What holds up — and what doesn't

The core empirical result is solid: external tool feedback meaningfully improves outputs, and the ablation removing the search API is damning for naive self-correction advocates. The paper is also honest about the mechanism — the gains come from the tool, not from some emergent metacognitive capacity.

What I find underexplored is the failure mode taxonomy. When does the model generate a bad critique that leads it further from the correct answer? The paper reports average performance, but variance across tasks and question types would matter enormously for deployment. In a financial context, the worst outcome is not "no improvement" — it is a plausible-sounding correction that introduces a new error.

The choice to cap at three iterations is also presented as a practical convenience rather than a principled stopping criterion.

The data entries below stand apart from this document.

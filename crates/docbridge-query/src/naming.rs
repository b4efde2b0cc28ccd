//! Routing parameter validation

use docbridge_common::{Error, Result};

const MAX_DATABASE_NAME_BYTES: usize = 63;
const MAX_COLLECTION_NAME_BYTES: usize = 255;
const DATABASE_NAME_FORBIDDEN: &[char] = &['/', '\\', '.', ' ', '"', '$', '\0'];

/// Take a required routing parameter, rejecting absent and blank values
pub fn require<'a>(value: Option<&'a str>, name: &str) -> Result<&'a str> {
    match value.map(str::trim) {
        Some(v) if !v.is_empty() => Ok(v),
        _ => Err(Error::Validation(format!("{} is required", name))),
    }
}

pub fn validate_database_name(name: &str) -> Result<()> {
    if name.len() > MAX_DATABASE_NAME_BYTES {
        return Err(Error::Validation(format!(
            "db_name must be at most {} bytes",
            MAX_DATABASE_NAME_BYTES
        )));
    }
    if let Some(c) = name.chars().find(|c| DATABASE_NAME_FORBIDDEN.contains(c)) {
        return Err(Error::Validation(format!("db_name must not contain {:?}", c)));
    }
    Ok(())
}

pub fn validate_collection_name(name: &str) -> Result<()> {
    if name.len() > MAX_COLLECTION_NAME_BYTES {
        return Err(Error::Validation(format!(
            "collection_name must be at most {} bytes",
            MAX_COLLECTION_NAME_BYTES
        )));
    }
    if name.contains('$') || name.contains('\0') {
        return Err(Error::Validation(
            "collection_name must not contain '$' or NUL".to_string(),
        ));
    }
    if name.starts_with("system.") {
        return Err(Error::Validation(
            "collection_name must not start with 'system.'".to_string(),
        ));
    }
    Ok(())
}

/// The key field becomes a filter key, so it must not look like an operator
pub fn validate_key_field(name: &str) -> Result<()> {
    if name.starts_with('$') || name.contains('\0') {
        return Err(Error::Validation(format!("uuid_name {:?} is not a valid field name", name)));
    }
    Ok(())
}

Three rounds may work for TriviaQA where there is a ground-truth answer to converge toward. In a domain like ledger reconciliation, where the "correct" answer requires multi-document reasoning and domain knowledge, it is not obvious that three tool calls suffice — or that a general-purpose search API provides the right verification signal at all.

The companion ICLR 2024 paper "Large Language Models Cannot Self-Correct Reasoning Yet" (Huang et al., arXiv:2310.01798) confirms CRITIC's own finding from the other direction: without external feedback, self-correction reliably degrades reasoning accuracy. These two papers together form a coherent picture — the capacity people were calling "self-correction" is mostly external-feedback-driven refinement, and the distinction matters.

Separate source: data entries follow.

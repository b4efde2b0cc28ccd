//! Search path: turns query-string parameters into a find plan

use serde::Deserialize;
use serde_json::{json, Map, Value};
use tracing::{debug, warn};

use docbridge_common::config::QueryConfig;
use docbridge_common::Result;
use docbridge_store::Namespace;

use crate::filter::normalize_conditions;
use crate::naming::{require, validate_collection_name, validate_database_name};
use crate::params::{safe_int_convert, safe_json_loads};
use crate::sort::{parse_sorts, SortCriteria, SortDirection};
use crate::write::key_field;

/// Query string of `GET /api/search`.
///
/// Every parameter arrives as text and is parsed leniently.
#[derive(Debug, Clone, Default, Deserialize)]
pub struct SearchParams {
    pub db_name: Option<String>,
    pub collection_name: Option<String>,
    pub uuid_name: Option<String>,
    pub uuid: Option<String>,
    /// JSON object of field conditions
    pub conditions: Option<String>,
    /// JSON sort object or `field:dir,field2:dir2`
    pub sorts: Option<String>,
    pub limit: Option<String>,
    pub skip: Option<String>,
}

/// A find, ready for the store
#[derive(Debug, Clone, PartialEq)]
pub struct SearchPlan {
    pub namespace: Namespace,
    pub filter: Map<String, Value>,
    pub sort: SortCriteria,
    pub skip: u64,
    pub limit: i64,
}

/// Build the find for a search request.
///
/// Returns `Ok(None)` when the request carries neither a key nor any
/// condition; such a search matches nothing and never reaches the store.
pub fn plan_search(params: &SearchParams, config: &QueryConfig) -> Result<Option<SearchPlan>> {
    let database = require(params.db_name.as_deref(), "db_name")?;
    let collection = require(params.collection_name.as_deref(), "collection_name")?;
    validate_database_name(database)?;
    validate_collection_name(collection)?;

    let mut filter = Map::new();
    if let Some(uuid) = params.uuid.as_deref().filter(|u| !u.is_empty()) {
        let field = key_field(params.uuid_name.as_deref())?;
        filter.insert(field, Value::String(uuid.to_string()));
    }

    // Conditions merge last and may replace the key clause
    match safe_json_loads(params.conditions.as_deref(), json!({})) {
        Value::Object(conditions) => filter.extend(normalize_conditions(conditions)),
        other => warn!("Ignoring conditions that are not a JSON object: {}", other),
    }

    if filter.is_empty() {
        debug!("Search on {}.{} has an empty filter", database, collection);
        return Ok(None);
    }

    let default_direction = if config.default_sort_direction < 0 {
        SortDirection::Descending
    } else {
        SortDirection::Ascending
    };
    let sort = parse_sorts(
        params.sorts.as_deref(),
        (config.default_sort_field.as_str(), default_direction),
    );

    Ok(Some(SearchPlan {
        namespace: Namespace::new(database, collection),
        filter,
        sort,
        skip: resolve_skip(params.skip.as_deref(), config),
        limit: resolve_limit(params.limit.as_deref(), config),
    }))
}

/// Non-positive or unparsable limits fall back to the default; large ones are capped
fn resolve_limit(limit: Option<&str>, config: &QueryConfig) -> i64 {
    let default = i64::try_from(config.default_limit).unwrap_or(i64::MAX);
    let max = i64::try_from(config.max_limit).unwrap_or(i64::MAX);

    match safe_int_convert(limit, default) {
        n if n <= 0 => default.min(max),
        n => n.min(max),
    }
}

fn resolve_skip(skip: Option<&str>, config: &QueryConfig) -> u64 {
    let default = i64::try_from(config.default_skip).unwrap_or(0);
    u64::try_from(safe_int_convert(skip, default)).unwrap_or(0)
}

#[cfg(test)]
mod tests {
    use super::*;
    use docbridge_common::Error;

    fn params() -> SearchParams {
        SearchParams {
            db_name: Some("app".to_string()),
            collection_name: Some("notes".to_string()),
            ..SearchParams::default()
        }
    }

    fn plan(params: &SearchParams) -> SearchPlan {
        plan_search(params, &QueryConfig::default()).unwrap().unwrap()
    }

    #[test]
    fn test_key_clause_and_defaults() {
        let plan = plan(&SearchParams {
            uuid: Some("n-1".to_string()),
            ..params()
        });
        assert_eq!(plan.namespace, Namespace::new("app", "notes"));
        assert_eq!(Value::Object(plan.filter), json!({"uuid": "n-1"}));
        assert_eq!(plan.sort, vec![("created_at".to_string(), SortDirection::Descending)]);
        assert_eq!(plan.limit, 5);
        assert_eq!(plan.skip, 0);
    }

    #[test]
    fn test_custom_key_field() {
        let plan = plan(&SearchParams {
            uuid_name: Some("slug".to_string()),
            uuid: Some("hello".to_string()),
            ..params()
        });
        assert_eq!(Value::Object(plan.filter), json!({"slug": "hello"}));
    }

    #[test]
    fn test_conditions_merge_last() {
        let plan = plan(&SearchParams {
            uuid: Some("n-1".to_string()),
            conditions: Some(r#"{"uuid": "n-2", "title_contains": "Foo"}"#.to_string()),
            ..params()
        });
        assert_eq!(
            Value::Object(plan.filter),
            json!({"uuid": "n-2", "title": {"$regex": "Foo", "$options": "i"}})
        );
    }

    #[test]
    fn test_empty_filter_short_circuits() {
        assert!(plan_search(&params(), &QueryConfig::default()).unwrap().is_none());

        let malformed = SearchParams {
            conditions: Some("{broken".to_string()),
            ..params()
        };
        assert!(plan_search(&malformed, &QueryConfig::default()).unwrap().is_none());

        let not_an_object = SearchParams {
            conditions: Some("[1, 2]".to_string()),
            ..params()
        };
        assert!(plan_search(&not_an_object, &QueryConfig::default()).unwrap().is_none());

        let empty_object = SearchParams {
            conditions: Some("{}".to_string()),
            ..params()
        };
        assert!(plan_search(&empty_object, &QueryConfig::default()).unwrap().is_none());

        let blank_key = SearchParams {
            uuid: Some(String::new()),
            conditions: Some("{}".to_string()),
            ..params()
        };
        assert!(plan_search(&blank_key, &QueryConfig::default()).unwrap().is_none());
    }

    #[test]
    fn test_lenient_limit_and_skip() {
        let cases = [
            (Some("20"), Some("3"), 20, 3),
            (Some("abc"), Some("x"), 5, 0),
            (Some("0"), Some("-4"), 5, 0),
            (Some("-1"), None, 5, 0),
            (Some("5000"), Some("10"), 1000, 10),
        ];
        for (limit, skip, want_limit, want_skip) in cases {
            let plan = plan(&SearchParams {
                uuid: Some("n-1".to_string()),
                limit: limit.map(str::to_string),
                skip: skip.map(str::to_string),
                ..params()
            });
            assert_eq!(plan.limit, want_limit, "limit {limit:?}");
            assert_eq!(plan.skip, want_skip, "skip {skip:?}");
        }
    }

    #[test]
    fn test_sorts() {
        let plan = plan(&SearchParams {
            uuid: Some("n-1".to_string()),
            sorts: Some(r#"{"title": 1}"#.to_string()),
            ..params()
        });
        assert_eq!(plan.sort, vec![("title".to_string(), SortDirection::Ascending)]);
    }

    #[test]
    fn test_configured_defaults() {
        let config = QueryConfig {
            default_limit: 50,
            default_skip: 2,
            max_limit: 100,
            default_sort_field: "updated_at".to_string(),
            default_sort_direction: 1,
        };
        let plan = plan_search(
            &SearchParams {
                uuid: Some("n-1".to_string()),
                ..params()
            },
            &config,
        )
        .unwrap()
        .unwrap();
        assert_eq!(plan.limit, 50);
        assert_eq!(plan.skip, 2);
        assert_eq!(plan.sort, vec![("updated_at".to_string(), SortDirection::Ascending)]);
    }

    #[test]
    fn test_missing_routing_params() {
        let missing = SearchParams {
            collection_name: None,
            ..params()
        };
        let err = plan_search(&missing, &QueryConfig::default()).unwrap_err();
        assert!(matches!(err, Error::Validation(_)));
        assert_eq!(err.status_code(), 400);
    }
}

Why this matters for finance AI

The CRITIC loop maps naturally onto the write-back safety problem in Beancount agents. Right now, when an LLM agent proposes a journal entry — say, categorizing a transaction or splitting an expense — there is no principled way for it to verify its own output before committing to disk. CRITIC's architecture suggests a concrete pattern: generate a candidate entry, then run verification against a tool (a balance-check function, a rules engine, a duplicate detector) and use the tool's output to prompt a revision before the write lands.

The toxicity result is an analogy I find useful to restate: a 79.2% reduction in policy violations does not come from the model internalizing the rules — it comes from a classifier that reports violations back to the model. For a Beancount ledger, the equivalent would be a rule-checker that flags double-counted transactions or category violations, and feeds that signal into the agent's revision pass. The agent does not need to independently know the rules are broken; it needs the tool's signal.

The critical limitation for finance is the search-API dependency. Finance agents need verification tools that are domain-specific: account-balance integrity checks, chart-of-accounts validators, tax-rule lookups. A generic web search is unlikely to catch a misclassified expense. Building the right tool layer for CRITIC-style correction in accounting is where the real engineering work is — and the paper does not address domain-specific tool design at all.

  • "Large Language Models Cannot Self-Correct Reasoning Yet" (Huang et al., 2023, arXiv:2310.01798) — the direct empirical argument that intrinsic self-correction fails; should be read alongside CRITIC since they triangulate the same mechanism from opposite directions.
  • "Tree of Thoughts: Deliberate Problem Solving with Large Language Models" (Yao et al., NeurIPS 2023, arXiv:2305.10601) — extends the single-path critique-and-correct idea to a search tree over intermediate steps; relevant for multi-step reconciliation where the agent needs to explore and backtrack.
  • "ToolBench: Facilitating Large Language Models in Mastering 16000+ Real-world APIs" (Qin et al., 2023, arXiv:2307.16789) — examines how agents learn to select and chain tool calls, which is the upstream problem CRITIC takes for granted.